═══ TASK MATERIAL ═══

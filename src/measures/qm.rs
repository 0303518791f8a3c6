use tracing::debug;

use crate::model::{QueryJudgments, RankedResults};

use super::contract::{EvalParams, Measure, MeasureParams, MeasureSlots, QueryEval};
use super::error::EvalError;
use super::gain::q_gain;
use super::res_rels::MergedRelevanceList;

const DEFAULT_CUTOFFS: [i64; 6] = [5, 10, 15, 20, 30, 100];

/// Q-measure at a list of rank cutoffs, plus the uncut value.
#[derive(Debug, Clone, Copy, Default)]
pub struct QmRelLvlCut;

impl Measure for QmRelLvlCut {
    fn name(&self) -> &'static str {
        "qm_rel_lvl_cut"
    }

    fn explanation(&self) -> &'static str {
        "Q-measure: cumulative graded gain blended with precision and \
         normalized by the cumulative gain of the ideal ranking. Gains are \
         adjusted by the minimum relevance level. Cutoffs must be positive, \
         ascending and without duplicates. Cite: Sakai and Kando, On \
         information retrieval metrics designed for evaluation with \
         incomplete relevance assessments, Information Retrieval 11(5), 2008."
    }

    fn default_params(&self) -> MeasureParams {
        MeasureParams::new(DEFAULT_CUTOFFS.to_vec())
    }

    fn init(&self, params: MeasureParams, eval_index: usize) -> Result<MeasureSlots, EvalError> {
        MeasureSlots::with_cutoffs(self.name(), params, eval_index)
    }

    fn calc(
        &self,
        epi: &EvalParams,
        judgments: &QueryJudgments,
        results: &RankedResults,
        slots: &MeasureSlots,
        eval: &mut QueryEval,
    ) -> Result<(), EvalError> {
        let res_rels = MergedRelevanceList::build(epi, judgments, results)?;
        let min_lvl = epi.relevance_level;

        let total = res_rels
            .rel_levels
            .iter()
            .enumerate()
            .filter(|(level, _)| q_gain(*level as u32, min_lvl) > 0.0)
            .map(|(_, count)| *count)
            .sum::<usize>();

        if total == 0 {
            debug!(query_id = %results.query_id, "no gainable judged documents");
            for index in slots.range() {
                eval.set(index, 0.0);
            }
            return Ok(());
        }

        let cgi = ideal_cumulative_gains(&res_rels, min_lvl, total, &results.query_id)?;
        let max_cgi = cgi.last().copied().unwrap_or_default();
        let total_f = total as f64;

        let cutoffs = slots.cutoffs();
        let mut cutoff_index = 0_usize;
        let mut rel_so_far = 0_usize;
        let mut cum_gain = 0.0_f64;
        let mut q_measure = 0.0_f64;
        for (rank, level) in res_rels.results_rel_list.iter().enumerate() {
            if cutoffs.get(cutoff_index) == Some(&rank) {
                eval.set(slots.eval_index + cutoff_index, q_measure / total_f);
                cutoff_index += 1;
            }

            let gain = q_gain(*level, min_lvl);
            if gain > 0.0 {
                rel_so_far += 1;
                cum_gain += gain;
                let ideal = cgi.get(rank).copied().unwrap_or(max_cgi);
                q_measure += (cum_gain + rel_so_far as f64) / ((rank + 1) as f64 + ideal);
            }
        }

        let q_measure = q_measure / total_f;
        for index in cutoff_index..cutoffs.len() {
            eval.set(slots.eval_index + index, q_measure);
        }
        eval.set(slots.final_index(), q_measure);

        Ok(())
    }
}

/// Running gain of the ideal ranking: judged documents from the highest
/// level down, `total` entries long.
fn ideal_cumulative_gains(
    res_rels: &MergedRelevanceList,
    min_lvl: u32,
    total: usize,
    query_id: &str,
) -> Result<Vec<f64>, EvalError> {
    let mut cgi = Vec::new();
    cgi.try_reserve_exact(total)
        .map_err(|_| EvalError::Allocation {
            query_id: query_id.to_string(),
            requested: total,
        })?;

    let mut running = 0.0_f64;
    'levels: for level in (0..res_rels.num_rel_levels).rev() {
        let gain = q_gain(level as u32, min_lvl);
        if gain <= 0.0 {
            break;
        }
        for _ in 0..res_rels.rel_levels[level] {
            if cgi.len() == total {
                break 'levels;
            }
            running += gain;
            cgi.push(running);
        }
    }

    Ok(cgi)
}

═══
═══ TASK MATERIAL ═══

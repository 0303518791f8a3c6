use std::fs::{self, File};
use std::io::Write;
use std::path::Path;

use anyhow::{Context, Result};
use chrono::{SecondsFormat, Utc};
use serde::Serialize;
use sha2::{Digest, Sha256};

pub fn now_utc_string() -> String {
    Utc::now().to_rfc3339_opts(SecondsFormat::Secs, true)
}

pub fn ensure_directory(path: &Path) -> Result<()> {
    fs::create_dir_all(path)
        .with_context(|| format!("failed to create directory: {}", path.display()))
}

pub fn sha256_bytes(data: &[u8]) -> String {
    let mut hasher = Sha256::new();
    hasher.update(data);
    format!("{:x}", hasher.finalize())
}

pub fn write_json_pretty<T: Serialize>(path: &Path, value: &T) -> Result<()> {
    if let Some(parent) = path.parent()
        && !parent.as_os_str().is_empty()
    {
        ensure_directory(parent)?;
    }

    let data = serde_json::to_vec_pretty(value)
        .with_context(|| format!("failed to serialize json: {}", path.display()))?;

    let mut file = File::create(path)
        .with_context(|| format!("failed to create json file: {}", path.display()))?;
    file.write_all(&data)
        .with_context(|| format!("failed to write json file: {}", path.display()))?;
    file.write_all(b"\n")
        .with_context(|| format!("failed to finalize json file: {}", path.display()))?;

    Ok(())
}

═══

* **TASK GOAL**: Search the entries for the word "EvalParams" and copy every line that holds it.

* **EXERCISE OUTPUT**:
use super::contract::{EvalParams, Measure, MeasureParams, MeasureSlots, QueryEval};
        epi: &EvalParams,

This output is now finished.